→ Listed entries
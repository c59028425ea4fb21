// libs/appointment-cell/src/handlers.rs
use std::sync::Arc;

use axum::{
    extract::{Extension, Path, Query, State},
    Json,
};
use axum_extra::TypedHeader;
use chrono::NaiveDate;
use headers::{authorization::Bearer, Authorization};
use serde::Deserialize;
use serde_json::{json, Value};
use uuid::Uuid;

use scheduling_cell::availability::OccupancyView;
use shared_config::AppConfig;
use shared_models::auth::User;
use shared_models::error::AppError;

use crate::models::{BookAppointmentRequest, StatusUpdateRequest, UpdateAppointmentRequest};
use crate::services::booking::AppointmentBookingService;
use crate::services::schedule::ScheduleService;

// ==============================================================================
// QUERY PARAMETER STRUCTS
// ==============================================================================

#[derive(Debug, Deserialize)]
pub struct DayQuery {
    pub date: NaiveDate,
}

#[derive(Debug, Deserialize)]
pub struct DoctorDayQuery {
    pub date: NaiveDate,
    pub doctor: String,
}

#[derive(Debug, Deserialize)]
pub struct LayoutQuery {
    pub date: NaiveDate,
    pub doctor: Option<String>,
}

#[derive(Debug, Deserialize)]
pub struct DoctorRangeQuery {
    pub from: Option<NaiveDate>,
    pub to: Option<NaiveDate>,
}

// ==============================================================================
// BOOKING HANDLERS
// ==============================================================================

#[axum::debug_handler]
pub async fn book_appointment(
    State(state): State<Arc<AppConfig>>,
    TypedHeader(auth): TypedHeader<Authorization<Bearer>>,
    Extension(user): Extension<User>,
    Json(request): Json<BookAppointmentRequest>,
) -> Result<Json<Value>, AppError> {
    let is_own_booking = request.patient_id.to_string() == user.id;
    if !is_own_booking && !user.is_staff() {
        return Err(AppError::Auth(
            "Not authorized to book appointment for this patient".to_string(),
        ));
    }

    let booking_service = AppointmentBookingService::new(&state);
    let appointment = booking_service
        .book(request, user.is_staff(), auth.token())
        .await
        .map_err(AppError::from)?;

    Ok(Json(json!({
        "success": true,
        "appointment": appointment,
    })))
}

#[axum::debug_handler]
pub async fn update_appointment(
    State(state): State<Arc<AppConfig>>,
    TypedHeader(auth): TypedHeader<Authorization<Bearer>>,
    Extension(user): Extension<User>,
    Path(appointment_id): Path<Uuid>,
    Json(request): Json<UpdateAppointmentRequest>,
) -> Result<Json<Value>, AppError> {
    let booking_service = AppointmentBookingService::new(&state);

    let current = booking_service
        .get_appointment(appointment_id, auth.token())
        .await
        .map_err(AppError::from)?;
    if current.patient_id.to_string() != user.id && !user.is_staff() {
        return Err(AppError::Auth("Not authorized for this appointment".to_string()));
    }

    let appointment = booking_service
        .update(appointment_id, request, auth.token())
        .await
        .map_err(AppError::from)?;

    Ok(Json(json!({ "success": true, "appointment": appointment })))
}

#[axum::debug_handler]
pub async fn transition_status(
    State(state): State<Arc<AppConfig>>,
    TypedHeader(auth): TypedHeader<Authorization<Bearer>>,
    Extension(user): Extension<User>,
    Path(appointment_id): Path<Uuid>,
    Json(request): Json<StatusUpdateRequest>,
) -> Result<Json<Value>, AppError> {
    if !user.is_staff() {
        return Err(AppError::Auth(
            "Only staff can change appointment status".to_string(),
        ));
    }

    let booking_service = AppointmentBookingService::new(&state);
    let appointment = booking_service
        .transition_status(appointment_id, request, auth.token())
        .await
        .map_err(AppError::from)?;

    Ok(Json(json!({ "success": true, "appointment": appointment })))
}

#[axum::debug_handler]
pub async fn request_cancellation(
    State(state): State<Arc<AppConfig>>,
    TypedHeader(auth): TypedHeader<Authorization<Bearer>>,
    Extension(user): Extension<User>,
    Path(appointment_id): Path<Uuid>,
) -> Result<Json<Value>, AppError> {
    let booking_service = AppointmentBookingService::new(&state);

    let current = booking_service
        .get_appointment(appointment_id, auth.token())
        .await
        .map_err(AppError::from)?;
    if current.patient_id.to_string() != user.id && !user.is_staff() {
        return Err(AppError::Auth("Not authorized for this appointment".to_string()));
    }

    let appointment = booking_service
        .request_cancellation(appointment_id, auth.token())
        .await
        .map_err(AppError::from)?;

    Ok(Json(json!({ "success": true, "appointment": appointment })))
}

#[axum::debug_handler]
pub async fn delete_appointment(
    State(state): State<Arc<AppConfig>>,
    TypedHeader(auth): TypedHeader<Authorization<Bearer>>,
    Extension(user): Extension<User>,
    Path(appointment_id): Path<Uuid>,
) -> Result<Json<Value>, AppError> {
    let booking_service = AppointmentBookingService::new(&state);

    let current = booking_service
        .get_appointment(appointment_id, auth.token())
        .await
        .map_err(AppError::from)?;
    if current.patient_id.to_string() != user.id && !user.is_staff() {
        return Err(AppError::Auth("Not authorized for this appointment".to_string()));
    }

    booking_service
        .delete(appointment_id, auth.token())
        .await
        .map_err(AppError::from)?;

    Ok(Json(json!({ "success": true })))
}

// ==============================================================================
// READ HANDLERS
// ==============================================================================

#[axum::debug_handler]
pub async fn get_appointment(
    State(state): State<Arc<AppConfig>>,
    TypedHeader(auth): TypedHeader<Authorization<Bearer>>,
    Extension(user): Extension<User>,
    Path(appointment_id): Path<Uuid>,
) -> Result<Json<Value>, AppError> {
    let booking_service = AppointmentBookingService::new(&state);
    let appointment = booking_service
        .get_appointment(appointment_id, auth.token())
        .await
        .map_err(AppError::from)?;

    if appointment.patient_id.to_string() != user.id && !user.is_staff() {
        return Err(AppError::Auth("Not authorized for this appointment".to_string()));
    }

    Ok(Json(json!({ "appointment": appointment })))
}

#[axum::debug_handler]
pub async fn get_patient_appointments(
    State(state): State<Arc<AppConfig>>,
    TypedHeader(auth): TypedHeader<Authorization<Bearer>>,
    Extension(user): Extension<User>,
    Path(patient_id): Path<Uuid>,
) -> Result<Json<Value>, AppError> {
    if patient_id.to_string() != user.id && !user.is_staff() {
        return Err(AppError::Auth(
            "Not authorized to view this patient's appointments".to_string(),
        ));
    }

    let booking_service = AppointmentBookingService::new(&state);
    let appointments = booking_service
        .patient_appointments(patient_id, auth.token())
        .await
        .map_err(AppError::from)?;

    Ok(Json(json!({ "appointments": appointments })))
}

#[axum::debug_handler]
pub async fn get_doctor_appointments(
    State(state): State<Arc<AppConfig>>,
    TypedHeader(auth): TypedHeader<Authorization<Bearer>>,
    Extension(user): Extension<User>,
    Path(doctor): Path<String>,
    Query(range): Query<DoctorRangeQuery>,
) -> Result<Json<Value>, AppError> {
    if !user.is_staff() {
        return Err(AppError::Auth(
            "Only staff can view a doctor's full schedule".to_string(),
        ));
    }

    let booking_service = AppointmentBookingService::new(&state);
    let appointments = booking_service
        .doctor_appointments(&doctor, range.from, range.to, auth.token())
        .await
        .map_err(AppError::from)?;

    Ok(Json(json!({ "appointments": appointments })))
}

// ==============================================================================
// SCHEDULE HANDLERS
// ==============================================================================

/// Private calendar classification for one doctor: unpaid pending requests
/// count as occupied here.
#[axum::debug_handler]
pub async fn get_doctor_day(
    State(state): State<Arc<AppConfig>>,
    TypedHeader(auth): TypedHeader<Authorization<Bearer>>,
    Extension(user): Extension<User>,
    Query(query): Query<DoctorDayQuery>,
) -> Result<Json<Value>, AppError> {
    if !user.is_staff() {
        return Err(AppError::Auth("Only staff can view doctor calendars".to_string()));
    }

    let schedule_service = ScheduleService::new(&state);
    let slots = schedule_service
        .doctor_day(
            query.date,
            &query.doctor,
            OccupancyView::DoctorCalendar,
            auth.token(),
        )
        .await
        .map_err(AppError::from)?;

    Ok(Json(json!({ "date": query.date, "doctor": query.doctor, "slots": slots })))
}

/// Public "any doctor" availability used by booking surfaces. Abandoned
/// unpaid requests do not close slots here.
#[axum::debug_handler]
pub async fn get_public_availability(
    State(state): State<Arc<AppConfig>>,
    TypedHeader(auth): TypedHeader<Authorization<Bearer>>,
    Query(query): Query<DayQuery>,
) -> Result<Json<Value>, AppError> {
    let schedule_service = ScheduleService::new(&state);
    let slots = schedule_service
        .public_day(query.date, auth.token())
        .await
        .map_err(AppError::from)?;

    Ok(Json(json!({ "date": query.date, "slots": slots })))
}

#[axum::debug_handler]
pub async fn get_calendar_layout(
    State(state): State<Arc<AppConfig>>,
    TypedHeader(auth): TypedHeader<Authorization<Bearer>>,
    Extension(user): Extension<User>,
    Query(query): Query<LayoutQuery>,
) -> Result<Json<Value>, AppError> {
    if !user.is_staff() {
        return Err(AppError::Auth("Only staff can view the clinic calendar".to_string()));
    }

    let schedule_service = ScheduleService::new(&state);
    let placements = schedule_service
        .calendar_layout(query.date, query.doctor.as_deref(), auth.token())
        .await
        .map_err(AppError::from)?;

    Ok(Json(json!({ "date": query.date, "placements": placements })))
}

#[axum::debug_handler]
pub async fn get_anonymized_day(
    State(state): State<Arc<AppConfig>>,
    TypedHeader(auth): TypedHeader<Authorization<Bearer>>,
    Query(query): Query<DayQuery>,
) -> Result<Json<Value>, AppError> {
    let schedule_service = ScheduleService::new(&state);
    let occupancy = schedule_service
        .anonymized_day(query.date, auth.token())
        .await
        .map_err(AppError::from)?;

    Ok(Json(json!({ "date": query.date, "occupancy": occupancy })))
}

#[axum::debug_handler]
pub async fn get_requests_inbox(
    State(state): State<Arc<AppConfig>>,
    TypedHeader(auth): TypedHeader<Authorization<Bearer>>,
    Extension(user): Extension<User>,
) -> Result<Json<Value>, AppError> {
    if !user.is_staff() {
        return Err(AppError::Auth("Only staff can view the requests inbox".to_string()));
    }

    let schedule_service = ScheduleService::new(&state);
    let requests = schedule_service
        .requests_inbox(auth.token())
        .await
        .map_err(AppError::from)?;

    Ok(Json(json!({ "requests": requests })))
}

→ Action item
For the entries above, please state how many lines contain the string "BookAppointmentRequest"; give the number and nothing else.

→ Answer space
2